Saya tidak dapat berbuat banyak dengan keadaan yang dirasakan bang Merin. Aku sadar. Aku hanya ingin mencoba memahami. Aku tidak ingin mengganggu kesendirian bang Merin yang sedang membawa diri. "Biarlah dia menghayati hidupnya yang sedang dalam kegundahan. Seiring berjalan waktu, ia akan mengetahui bagaimana seharusnya hidup ini dilalui", aku membatin.
Akupun mengisi waktu dengan kesibukan baru. mengasuh si kecil, bukti cinta kami dan bukti bahwa kami pernah hidup.
Ternyata waktu dan keadaan semakin membuat bang Merin menderita. Dia mungkin lelaki yang tidak berbakat membagi cinta. Hari-hari setelah mendapatkan anak menjadikan kesehatannya memburuk. Karena dia lebih mengikuti pikiran dan perasaan yang serba bingung. Diapun lebih senang bersama teman-teman mengobrol di kedai kopi, ketika bosan sendirian di surau, dari pada bercengkerama dengan keluarga dan anaknya di rumah. Milah juga ditinggalkan sendirian di rumah tanpa teman.

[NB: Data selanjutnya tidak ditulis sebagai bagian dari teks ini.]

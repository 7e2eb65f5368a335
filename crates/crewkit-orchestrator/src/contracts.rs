//! Contracts for the collaborators the engine consumes.
//!
//! The engine never produces task content itself: decomposition, task
//! execution, quality scoring, synthesis, and coordination are all behind
//! these seams, and the job infrastructure that carries work between them
//! is behind [`JobQueue`]. Implementations live outside this crate (the
//! test suite ships in-process mocks).

use crate::types::{CrewExecution, TaskExecution, TaskSpec};
use async_trait::async_trait;
use crewkit_core::CrewResult;
use serde::{Deserialize, Serialize};
use serde_json::Value;
use uuid::Uuid;

/// Decomposes a goal into a task plan.
///
/// An empty plan is a valid, meaningful result: the driver fails the
/// execution immediately rather than treating it as an error here.
#[async_trait]
pub trait GoalDecomposer: Send + Sync {
    /// Produce the task plan for the execution's goal.
    async fn decompose(&self, execution: &CrewExecution) -> CrewResult<Vec<TaskSpec>>;
}

/// Output of a single task attempt.
#[derive(Debug, Clone, Serialize, Deserialize)]
pub struct TaskOutcome {
    /// The produced output blob.
    pub output: Value,
    /// Cost of the attempt in credits.
    pub cost_credits: u64,
}

/// Executes exactly one task attempt. Invoked once per dispatch by the
/// worker unit; an `Err` is a worker-level failure and consumes one
/// attempt from the task's retry budget.
#[async_trait]
pub trait TaskExecutor: Send + Sync {
    /// Run the task with its (already enriched) input context.
    async fn execute(&self, task: &TaskExecution) -> CrewResult<TaskOutcome>;
}

/// Verdict from the quality gate.
#[derive(Debug, Clone, Serialize, Deserialize)]
pub struct Validation {
    /// Whether the gate itself considered the output acceptable. The
    /// worker additionally compares `score` against the execution's
    /// quality threshold.
    pub passed: bool,
    /// Quality score in `[0, 1]`.
    pub score: f64,
    /// Free-form reviewer feedback, fed back into retries.
    pub feedback: String,
    /// Specific issues found.
    #[serde(default)]
    pub issues: Vec<String>,
    /// Cost of the validation call in credits.
    #[serde(default)]
    pub cost_credits: u64,
}

/// Scores a task output against its description and expected output.
/// Also used for the final quality check on the synthesized result.
#[async_trait]
pub trait OutputValidator: Send + Sync {
    /// Evaluate the task's output.
    async fn validate(
        &self,
        task: &TaskExecution,
        execution: &CrewExecution,
    ) -> CrewResult<Validation>;
}

/// Assembled final result.
#[derive(Debug, Clone, Serialize, Deserialize)]
pub struct Synthesis {
    /// The execution's final output blob.
    pub result: Value,
    /// Cost of the synthesis call in credits.
    pub cost_credits: u64,
}

/// Assembles validated task outputs into the execution's final result.
#[async_trait]
pub trait ResultSynthesizer: Send + Sync {
    /// Synthesize from the validated subset of `tasks`.
    async fn synthesize(
        &self,
        execution: &CrewExecution,
        tasks: &[TaskExecution],
    ) -> CrewResult<Synthesis>;
}

/// One round's decision from the Hierarchical coordinator.
#[derive(Debug, Clone, Serialize, Deserialize)]
#[serde(tag = "action", rename_all = "snake_case")]
pub enum CoordinatorDecision {
    /// Run one more task.
    Delegate {
        /// Title for the new task.
        title: String,
        /// What the new task should do.
        description: String,
        /// Agent to assign, if the coordinator picked one.
        #[serde(default)]
        agent: Option<String>,
    },
    /// The goal is achieved; synthesize now.
    Complete,
}

/// Dynamic decision-maker used only by the Hierarchical strategy. Decides
/// the next task each round instead of consulting the static graph.
#[async_trait]
pub trait Coordinator: Send + Sync {
    /// Decide what to do next given the execution's progress so far.
    async fn decide(
        &self,
        execution: &CrewExecution,
        tasks: &[TaskExecution],
    ) -> CrewResult<CoordinatorDecision>;
}

/// One unit of asynchronous work carried by the job infrastructure.
#[derive(Debug, Clone, PartialEq, Eq, Serialize, Deserialize)]
#[serde(tag = "kind", rename_all = "snake_case")]
pub enum WorkUnit {
    /// Execute one task attempt and report its outcome to the driver.
    RunTask {
        /// Owning execution.
        execution_id: Uuid,
        /// The task to run.
        task_id: Uuid,
    },
    /// Ask the coordinator for its next decision.
    CoordinatorRound {
        /// Owning execution.
        execution_id: Uuid,
    },
}

/// Fire-and-forget dispatch into the surrounding worker-pool/job-queue
/// infrastructure.
///
/// A batch groups a wave of units for observability; the infrastructure
/// must tolerate individual unit failures without aborting siblings. Any
/// throttling or timeout policy lives behind this trait, not in the
/// driver.
#[async_trait]
pub trait JobQueue: Send + Sync {
    /// Enqueue a single unit of work.
    async fn enqueue(&self, unit: WorkUnit) -> CrewResult<()>;

    /// Enqueue a wave of units sharing a batch identifier.
    async fn enqueue_batch(&self, units: Vec<WorkUnit>, batch_id: Uuid) -> CrewResult<()>;
}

Akhir hidupnya juga menjadi sangat memilukan. Karena perutnya terasa sakit dia segera pulang. Teman-temannya menduga ia pulang ke surau, seperti biasanya. Ternyata malam itu ia pulang ke rumah Milah, rumahnya sendiri.
"Saya terkejut juga, ketika abang pulang ke rumah," kata Milah kepada yang datang dan bertanya. Aku hanya dapat mendengar dari luar jendela kamar tempatku mematung menggendong si kecil. Kamar tempat tempat bang Merin mencuri pandang kepadaku yang sedang duduk di teras samping rumah. Kamar yang jendelanya telah menyatukan hati kami dahulu. Dan hanya dari jendela kamar inilah aku bisa melihat jasad bang Merin untuk terakhir kali.